• [WORK ITEM]
The answer must consist of every line in the data that contains "display".

[MATERIAL FOR THIS TASK]

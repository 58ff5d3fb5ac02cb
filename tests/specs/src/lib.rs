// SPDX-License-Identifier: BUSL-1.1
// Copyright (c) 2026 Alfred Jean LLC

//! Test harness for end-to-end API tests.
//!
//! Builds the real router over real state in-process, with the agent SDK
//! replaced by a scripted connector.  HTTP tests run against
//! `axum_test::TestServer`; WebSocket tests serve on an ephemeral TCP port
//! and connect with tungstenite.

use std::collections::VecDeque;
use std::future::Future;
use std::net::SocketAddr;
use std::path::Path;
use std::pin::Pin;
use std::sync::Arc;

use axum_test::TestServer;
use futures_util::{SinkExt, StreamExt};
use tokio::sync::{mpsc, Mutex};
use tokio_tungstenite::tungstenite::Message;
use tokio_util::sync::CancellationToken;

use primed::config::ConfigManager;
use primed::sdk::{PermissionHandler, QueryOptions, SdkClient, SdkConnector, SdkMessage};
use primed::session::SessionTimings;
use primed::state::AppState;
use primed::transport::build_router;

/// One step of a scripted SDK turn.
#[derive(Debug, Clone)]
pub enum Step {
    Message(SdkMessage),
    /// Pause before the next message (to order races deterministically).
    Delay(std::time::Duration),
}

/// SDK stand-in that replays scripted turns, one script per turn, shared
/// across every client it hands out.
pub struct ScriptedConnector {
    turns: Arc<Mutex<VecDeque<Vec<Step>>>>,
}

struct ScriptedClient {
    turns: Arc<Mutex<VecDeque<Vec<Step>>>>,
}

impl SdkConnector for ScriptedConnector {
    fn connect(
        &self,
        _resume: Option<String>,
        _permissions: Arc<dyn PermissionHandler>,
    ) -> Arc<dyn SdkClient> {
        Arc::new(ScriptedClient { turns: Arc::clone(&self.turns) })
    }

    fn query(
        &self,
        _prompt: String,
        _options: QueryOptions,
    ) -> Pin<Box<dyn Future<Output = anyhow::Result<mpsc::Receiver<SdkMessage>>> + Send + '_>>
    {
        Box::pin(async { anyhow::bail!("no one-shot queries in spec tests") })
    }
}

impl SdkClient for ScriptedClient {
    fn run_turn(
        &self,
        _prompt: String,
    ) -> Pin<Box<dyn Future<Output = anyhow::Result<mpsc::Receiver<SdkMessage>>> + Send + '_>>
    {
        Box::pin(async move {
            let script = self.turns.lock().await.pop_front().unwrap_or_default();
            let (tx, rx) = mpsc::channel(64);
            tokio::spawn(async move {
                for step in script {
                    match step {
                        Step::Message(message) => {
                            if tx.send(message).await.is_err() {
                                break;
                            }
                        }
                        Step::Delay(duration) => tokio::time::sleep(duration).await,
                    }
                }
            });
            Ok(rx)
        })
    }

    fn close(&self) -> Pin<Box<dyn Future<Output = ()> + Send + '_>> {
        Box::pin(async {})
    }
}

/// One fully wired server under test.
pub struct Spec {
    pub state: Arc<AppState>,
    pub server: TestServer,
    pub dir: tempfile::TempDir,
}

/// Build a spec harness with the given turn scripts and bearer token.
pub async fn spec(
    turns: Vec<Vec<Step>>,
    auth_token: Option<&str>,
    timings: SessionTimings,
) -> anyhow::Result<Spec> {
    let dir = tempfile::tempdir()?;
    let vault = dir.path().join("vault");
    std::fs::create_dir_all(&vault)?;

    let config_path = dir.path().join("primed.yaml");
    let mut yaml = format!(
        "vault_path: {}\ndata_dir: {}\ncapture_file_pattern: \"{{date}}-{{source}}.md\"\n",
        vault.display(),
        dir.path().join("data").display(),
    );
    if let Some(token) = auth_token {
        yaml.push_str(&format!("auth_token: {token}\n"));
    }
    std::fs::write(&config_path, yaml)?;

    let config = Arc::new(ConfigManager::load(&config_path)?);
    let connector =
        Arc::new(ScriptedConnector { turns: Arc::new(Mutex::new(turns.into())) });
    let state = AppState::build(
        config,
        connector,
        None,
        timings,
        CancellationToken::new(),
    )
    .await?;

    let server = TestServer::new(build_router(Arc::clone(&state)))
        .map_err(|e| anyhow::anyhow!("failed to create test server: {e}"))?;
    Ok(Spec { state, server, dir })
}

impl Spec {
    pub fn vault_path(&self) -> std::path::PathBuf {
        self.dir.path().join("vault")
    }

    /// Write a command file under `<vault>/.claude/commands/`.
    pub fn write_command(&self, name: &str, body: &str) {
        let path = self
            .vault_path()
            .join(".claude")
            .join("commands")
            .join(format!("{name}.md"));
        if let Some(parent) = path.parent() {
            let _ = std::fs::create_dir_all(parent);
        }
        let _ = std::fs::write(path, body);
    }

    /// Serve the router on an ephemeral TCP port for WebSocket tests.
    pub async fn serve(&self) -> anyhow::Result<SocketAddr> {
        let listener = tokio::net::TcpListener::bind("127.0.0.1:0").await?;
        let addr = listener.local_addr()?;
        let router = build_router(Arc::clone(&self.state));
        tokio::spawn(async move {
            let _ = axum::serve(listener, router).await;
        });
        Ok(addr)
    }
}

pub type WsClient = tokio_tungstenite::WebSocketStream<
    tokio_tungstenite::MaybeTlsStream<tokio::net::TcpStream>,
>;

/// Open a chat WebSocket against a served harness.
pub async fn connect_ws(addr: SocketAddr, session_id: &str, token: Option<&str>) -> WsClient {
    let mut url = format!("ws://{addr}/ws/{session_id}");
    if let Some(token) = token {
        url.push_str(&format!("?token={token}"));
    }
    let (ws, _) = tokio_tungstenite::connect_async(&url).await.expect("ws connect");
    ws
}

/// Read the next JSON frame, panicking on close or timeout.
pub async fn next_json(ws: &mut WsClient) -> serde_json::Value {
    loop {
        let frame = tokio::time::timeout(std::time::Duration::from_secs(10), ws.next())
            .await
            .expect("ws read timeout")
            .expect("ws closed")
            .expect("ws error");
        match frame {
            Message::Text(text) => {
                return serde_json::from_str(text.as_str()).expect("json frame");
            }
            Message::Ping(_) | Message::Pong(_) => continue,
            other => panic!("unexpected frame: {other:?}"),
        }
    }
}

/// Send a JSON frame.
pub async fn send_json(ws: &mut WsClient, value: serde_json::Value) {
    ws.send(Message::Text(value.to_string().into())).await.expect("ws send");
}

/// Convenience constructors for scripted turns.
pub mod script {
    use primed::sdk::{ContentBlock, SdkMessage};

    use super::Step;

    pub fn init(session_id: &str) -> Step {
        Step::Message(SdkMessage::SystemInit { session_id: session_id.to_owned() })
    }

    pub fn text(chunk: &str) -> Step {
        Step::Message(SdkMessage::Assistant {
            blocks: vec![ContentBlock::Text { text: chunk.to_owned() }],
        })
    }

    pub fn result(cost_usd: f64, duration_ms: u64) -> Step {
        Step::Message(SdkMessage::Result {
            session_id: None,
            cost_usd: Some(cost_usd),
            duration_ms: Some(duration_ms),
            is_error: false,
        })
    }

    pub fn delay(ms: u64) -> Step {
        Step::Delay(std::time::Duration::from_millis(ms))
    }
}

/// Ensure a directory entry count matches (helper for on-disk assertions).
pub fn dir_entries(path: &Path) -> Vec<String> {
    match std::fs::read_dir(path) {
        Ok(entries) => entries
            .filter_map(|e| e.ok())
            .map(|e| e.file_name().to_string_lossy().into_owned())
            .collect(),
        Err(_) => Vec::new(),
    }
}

[/MATERIAL FOR THIS TASK]
[MATERIAL FOR THIS TASK]

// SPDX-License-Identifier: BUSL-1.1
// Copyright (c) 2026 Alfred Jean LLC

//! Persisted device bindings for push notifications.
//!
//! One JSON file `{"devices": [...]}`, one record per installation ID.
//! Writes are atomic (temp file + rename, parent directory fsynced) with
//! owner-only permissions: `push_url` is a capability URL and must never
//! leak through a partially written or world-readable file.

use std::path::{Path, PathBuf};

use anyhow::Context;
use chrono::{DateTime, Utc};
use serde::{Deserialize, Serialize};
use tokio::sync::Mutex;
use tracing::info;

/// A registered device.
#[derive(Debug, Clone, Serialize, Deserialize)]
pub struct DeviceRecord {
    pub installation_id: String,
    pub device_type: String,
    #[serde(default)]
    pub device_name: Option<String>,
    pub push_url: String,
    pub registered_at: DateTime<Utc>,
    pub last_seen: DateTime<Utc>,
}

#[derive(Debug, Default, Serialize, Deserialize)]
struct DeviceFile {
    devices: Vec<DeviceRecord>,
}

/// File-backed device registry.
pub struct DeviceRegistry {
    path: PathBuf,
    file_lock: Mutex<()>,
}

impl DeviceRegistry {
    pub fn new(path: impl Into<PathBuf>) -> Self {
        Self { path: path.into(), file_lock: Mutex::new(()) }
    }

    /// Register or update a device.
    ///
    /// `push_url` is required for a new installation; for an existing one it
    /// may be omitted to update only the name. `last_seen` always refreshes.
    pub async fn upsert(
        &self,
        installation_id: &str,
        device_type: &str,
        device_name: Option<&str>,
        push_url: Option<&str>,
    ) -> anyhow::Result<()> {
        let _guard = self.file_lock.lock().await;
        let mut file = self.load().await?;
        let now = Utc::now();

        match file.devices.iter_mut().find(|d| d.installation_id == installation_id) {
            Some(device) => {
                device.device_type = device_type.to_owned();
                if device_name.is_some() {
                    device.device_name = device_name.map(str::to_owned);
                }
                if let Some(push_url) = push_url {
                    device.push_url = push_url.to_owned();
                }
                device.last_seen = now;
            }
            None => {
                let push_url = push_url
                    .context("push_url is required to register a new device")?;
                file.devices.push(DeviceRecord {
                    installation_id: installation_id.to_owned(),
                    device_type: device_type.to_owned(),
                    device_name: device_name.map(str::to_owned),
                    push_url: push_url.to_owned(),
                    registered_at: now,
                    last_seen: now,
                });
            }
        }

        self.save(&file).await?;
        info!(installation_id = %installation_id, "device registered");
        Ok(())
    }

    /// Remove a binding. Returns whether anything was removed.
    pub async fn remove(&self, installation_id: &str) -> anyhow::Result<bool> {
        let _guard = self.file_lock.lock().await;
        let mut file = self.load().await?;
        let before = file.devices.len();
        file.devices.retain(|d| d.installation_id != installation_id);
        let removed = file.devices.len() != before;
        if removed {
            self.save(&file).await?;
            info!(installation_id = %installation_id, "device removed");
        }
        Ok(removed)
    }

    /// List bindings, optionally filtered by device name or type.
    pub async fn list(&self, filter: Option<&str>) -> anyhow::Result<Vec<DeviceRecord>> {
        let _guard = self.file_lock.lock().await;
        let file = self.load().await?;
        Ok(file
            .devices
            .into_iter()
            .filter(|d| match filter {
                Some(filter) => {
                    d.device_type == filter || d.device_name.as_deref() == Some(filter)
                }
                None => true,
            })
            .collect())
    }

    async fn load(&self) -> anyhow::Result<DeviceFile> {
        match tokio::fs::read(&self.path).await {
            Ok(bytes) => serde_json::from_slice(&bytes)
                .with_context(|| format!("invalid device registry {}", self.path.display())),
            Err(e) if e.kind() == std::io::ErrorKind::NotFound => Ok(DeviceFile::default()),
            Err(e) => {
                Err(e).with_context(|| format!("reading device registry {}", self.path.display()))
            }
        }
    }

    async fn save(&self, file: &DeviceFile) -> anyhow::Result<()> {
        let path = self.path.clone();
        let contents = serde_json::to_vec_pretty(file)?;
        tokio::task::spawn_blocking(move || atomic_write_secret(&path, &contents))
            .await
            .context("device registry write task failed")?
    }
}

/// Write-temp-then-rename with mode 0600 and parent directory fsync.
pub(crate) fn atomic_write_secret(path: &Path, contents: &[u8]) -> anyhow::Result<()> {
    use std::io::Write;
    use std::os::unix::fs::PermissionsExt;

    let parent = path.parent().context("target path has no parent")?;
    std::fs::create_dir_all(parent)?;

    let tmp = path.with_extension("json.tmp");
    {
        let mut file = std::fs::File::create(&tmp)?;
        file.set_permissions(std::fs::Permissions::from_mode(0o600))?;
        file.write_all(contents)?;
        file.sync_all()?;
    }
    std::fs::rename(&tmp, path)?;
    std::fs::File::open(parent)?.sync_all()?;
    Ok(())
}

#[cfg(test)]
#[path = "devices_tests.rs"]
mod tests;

[/MATERIAL FOR THIS TASK]
[MATERIAL FOR THIS TASK]

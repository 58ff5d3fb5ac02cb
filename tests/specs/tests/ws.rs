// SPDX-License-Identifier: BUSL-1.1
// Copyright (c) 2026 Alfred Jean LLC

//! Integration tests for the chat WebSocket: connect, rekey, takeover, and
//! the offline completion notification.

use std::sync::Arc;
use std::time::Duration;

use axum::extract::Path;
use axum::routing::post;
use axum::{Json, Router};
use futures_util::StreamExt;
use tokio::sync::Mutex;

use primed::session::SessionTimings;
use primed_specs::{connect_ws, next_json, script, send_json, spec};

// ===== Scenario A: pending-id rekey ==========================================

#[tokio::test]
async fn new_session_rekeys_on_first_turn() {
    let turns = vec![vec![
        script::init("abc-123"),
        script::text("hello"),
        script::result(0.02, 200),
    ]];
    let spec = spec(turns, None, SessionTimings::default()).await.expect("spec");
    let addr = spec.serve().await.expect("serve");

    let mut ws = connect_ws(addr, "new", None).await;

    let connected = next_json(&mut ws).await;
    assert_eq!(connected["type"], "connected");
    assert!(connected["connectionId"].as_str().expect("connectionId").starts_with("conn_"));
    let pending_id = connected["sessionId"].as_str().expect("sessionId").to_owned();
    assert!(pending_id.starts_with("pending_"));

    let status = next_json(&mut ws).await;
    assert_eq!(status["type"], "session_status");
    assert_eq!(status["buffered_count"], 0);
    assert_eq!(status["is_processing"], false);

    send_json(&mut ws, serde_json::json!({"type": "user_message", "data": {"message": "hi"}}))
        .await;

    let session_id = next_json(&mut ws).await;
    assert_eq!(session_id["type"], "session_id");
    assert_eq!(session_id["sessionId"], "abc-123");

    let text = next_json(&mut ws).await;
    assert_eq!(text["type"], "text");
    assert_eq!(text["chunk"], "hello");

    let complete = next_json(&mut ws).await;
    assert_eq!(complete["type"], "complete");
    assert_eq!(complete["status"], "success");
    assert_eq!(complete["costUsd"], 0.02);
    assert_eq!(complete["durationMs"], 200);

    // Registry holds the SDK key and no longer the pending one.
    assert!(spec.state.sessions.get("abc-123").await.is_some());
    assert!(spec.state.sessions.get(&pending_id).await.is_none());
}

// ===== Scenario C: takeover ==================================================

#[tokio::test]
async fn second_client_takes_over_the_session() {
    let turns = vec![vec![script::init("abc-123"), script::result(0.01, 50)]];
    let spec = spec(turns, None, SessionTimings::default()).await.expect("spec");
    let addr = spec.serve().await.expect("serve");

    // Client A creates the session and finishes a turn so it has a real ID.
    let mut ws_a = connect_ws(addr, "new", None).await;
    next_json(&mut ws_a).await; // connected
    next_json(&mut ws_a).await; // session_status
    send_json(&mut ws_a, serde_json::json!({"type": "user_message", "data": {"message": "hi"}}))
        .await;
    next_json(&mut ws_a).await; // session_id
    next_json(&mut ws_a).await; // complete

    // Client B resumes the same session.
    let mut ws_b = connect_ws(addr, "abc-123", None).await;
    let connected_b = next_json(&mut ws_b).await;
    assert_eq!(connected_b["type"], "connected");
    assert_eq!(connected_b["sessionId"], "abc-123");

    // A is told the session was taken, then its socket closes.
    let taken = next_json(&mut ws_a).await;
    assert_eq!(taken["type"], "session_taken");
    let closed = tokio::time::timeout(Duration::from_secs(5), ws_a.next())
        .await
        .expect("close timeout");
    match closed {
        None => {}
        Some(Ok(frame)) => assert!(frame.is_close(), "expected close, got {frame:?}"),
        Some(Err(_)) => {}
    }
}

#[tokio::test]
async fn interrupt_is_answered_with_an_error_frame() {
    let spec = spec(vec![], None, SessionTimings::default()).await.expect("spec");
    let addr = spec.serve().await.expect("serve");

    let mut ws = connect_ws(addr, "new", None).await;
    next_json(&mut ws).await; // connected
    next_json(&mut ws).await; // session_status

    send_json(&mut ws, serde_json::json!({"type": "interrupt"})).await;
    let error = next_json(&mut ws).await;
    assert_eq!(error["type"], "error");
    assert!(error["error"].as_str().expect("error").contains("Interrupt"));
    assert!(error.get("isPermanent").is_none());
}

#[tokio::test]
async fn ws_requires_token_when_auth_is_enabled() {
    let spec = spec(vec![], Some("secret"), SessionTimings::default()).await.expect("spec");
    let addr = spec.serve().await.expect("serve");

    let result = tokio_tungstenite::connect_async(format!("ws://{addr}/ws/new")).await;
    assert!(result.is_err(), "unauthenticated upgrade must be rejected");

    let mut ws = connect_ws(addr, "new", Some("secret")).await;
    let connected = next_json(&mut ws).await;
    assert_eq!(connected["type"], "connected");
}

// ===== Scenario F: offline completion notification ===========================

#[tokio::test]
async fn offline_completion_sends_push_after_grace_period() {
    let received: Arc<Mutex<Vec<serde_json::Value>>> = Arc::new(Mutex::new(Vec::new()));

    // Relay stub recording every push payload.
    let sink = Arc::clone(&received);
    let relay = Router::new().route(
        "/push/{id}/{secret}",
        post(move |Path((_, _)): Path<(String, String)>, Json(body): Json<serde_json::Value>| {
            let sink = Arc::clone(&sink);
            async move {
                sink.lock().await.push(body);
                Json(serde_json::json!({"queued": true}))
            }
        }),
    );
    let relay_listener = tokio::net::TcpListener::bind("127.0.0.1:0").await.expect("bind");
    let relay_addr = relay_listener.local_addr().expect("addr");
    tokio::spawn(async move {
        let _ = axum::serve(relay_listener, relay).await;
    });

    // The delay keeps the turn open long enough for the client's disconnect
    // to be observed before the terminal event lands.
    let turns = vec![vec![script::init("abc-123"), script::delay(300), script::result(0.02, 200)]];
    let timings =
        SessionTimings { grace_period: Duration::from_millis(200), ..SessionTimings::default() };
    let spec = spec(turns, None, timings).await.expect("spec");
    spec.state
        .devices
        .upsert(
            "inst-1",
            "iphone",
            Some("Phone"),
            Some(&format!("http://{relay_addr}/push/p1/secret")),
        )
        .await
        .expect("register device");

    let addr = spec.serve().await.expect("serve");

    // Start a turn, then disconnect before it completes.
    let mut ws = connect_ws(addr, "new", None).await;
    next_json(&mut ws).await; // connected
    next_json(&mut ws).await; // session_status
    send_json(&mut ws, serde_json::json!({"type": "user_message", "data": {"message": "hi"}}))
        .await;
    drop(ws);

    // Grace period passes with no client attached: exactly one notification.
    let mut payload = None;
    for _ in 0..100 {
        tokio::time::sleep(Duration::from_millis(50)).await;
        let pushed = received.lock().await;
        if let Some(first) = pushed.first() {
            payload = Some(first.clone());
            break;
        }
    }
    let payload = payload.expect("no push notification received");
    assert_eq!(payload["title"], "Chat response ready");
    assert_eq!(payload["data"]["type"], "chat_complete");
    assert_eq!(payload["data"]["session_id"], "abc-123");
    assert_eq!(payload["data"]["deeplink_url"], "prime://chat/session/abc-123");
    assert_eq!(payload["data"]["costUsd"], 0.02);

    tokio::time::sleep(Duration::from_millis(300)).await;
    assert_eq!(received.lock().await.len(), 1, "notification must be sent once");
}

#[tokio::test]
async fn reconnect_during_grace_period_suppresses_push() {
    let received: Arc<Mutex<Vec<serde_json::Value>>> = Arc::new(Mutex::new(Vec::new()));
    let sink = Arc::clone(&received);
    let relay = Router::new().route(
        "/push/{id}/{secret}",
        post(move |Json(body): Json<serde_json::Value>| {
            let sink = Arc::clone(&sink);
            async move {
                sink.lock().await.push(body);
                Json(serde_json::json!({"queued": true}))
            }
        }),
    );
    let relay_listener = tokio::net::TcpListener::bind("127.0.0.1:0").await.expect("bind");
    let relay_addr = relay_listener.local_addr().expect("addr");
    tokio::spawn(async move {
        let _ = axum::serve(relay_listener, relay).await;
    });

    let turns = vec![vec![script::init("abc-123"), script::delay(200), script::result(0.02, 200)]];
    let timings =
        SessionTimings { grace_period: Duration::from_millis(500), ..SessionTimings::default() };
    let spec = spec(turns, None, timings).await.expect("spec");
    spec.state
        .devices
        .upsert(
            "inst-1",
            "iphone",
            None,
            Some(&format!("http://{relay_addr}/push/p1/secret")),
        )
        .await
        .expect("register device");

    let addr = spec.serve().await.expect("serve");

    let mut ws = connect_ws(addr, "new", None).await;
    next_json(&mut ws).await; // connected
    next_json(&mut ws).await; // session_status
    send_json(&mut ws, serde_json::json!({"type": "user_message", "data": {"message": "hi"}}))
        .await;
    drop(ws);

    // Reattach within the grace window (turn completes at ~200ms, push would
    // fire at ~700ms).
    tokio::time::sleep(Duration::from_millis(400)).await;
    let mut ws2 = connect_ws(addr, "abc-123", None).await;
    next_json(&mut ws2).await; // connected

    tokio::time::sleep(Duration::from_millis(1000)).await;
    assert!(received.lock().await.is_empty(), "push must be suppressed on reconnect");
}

[/MATERIAL FOR THIS TASK]

• [FINISHED EXERCISE]
        vault.display(),
        dir.path().join("data").display(),
                .with_context(|| format!("invalid device registry {}", self.path.display())),
                Err(e).with_context(|| format!("reading device registry {}", self.path.display()))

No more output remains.